Dr. Mustardé's illustrious 60-year career included training under Sir Harold Gillies, MD, and Sir Archie MacIndoe, MD, and overseeing the first plastic surgery hospital in western Africa, from fundraising to its construction.
Dr. Mustardé joined the British Army in 1940 as an eye surgeon and subsequently developed techniques for eyelid reconstruction to prevent veterans' eye prostheses from falling out, as well as techniques to remedy ear protrusion, according to London's The Daily Mail. He also was a prisoner of war during World War II, and upon his released published The Sun Stood Still, which has been acknowledged as the first World War II POW account written by a former prisoner. He also wrote three plastic surgery books - Repair and Reconstruction in the Orbital Region (1966); Ophthalmic Surgery Up to Date (1970) and Plastic Surgery in Infancy and Childhood (1971).
Dr. Mustardé shifted his focus to plastic surgery after the war to meet the reconstruction needs of injured veterans, moving from Nottingham, England, to Glasgow, Scotland, where he practiced for 37 years and expanded the local hospital's surgical unit to include dental and maxillofacial conditions, as well as children's congenital deformities.

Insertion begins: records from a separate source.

//! Book pages.

use std::path::{Path, PathBuf};

/// A content file of the book.
#[derive(Clone, Debug, PartialEq, Eq)]
pub struct File {
    path: PathBuf,
}

impl File {
    pub fn new(path: impl Into<PathBuf>) -> Self {
        Self { path: path.into() }
    }

    /// Path relative to the book root.
    pub fn path(&self) -> &Path {
        &self.path
    }
}

/// A page to generate: a content file plus the title the summary gives it.
#[derive(Clone, Debug, PartialEq, Eq)]
pub struct Page {
    pub file: File,
    pub title: Option<String>,
}

impl Page {
    pub fn new(path: impl Into<PathBuf>, title: Option<String>) -> Self {
        Self {
            file: File::new(path),
            title,
        }
    }

    /// Source path of the page.
    pub fn path(&self) -> &Path {
        self.file.path()
    }
}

According to The Daily Mail, Dr. Mustardé retired in 1991 at age 75 but agreed shortly afterward to participate in a medical mission to western Africa. In Ghana, he found scores of patients with myriad reconstruction needs - but not one plastic surgeons who had established a practice in the impoverished nation. After toiling for days, Dr. Mustardé attended a goodbye reception held for the physicians by Ghanian President Jerry Rawlings, at which Dr. Mustardé accepted the president's invitation to return to Ghana to continue his work. About a decade later, Rawlings provided half of the funding to build a 75-bed hospital, with Dr. Mustardé providing the other half through a charity he launched for the effort called ReSurge Africa, The Daily Mail reports.
Dr. Mustardé, who was appointed Officer of the British Empire in 1995 and published his final book, Faith, Hope and a Miracle, in 2005, retired in 2006. He was preceded in death by his wife, Maisie.